Whichever lines of the material contain "origin", copy each of them.

== Records shown

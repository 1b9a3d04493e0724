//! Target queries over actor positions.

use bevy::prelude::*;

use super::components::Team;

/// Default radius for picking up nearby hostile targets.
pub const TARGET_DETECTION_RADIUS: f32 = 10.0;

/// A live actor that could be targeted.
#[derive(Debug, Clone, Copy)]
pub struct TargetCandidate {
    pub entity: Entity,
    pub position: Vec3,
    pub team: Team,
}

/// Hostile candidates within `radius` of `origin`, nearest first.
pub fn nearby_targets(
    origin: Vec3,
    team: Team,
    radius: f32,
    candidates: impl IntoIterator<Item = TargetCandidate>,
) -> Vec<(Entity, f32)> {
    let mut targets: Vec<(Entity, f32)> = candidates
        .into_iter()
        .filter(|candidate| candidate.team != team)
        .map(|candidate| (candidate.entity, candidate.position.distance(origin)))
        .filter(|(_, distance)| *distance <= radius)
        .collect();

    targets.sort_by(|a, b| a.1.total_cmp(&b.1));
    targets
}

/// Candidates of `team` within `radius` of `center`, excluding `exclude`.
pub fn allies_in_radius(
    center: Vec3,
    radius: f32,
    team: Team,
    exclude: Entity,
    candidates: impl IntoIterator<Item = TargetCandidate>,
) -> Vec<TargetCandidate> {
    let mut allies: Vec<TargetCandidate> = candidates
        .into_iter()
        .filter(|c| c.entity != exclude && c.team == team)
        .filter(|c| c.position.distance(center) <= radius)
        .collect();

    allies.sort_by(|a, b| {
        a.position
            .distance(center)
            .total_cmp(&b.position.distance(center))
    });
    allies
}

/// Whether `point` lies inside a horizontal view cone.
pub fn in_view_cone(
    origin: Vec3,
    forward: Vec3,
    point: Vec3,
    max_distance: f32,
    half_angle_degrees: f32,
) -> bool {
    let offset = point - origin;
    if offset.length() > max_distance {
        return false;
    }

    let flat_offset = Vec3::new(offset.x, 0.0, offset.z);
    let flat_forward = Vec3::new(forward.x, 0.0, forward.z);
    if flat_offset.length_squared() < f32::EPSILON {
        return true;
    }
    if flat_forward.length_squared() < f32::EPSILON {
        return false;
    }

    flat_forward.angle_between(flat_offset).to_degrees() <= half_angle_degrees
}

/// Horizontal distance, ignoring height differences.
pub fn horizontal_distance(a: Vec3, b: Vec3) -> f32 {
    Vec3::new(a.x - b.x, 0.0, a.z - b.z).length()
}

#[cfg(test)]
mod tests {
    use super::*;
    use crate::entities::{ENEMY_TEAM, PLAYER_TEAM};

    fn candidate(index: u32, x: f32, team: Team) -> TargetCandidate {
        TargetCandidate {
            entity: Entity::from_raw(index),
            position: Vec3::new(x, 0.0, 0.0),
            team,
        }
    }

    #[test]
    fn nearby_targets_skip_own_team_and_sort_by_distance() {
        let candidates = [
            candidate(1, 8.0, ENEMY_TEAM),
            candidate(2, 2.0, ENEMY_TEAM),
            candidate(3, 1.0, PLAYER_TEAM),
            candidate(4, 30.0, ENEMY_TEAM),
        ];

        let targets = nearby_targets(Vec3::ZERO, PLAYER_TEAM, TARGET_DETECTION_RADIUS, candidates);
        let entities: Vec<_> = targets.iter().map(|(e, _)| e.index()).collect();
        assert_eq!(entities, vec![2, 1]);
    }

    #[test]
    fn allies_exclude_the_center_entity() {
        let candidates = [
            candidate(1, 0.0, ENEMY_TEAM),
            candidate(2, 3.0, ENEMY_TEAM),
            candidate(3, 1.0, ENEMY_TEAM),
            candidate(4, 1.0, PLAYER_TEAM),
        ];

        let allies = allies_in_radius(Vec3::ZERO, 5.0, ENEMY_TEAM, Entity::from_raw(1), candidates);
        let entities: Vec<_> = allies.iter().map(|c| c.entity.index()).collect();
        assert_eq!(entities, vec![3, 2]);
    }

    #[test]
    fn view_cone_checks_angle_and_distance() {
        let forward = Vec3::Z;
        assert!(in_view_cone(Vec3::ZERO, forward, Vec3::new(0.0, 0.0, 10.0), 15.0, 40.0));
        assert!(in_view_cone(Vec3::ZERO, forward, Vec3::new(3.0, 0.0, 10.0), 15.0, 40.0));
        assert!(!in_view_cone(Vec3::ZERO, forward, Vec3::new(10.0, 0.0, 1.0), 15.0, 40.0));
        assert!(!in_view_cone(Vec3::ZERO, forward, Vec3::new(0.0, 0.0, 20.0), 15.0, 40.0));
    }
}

====
== Records shown

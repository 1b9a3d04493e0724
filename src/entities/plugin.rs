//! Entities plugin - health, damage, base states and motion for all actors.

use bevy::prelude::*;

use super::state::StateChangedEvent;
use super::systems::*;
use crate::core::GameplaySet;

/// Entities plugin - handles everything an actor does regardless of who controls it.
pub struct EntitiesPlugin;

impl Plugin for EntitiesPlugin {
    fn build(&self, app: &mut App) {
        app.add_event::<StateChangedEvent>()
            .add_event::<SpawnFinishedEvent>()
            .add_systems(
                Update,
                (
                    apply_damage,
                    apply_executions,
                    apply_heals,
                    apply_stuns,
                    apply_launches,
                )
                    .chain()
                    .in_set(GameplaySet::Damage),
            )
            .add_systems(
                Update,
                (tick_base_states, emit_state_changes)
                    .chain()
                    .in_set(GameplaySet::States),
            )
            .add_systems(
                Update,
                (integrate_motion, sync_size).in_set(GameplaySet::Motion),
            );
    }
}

====

→ Completed exercise
/// Hostile candidates within `radius` of `origin`, nearest first.
    origin: Vec3,
        .map(|candidate| (candidate.entity, candidate.position.distance(origin)))
    origin: Vec3,
    let offset = point - origin;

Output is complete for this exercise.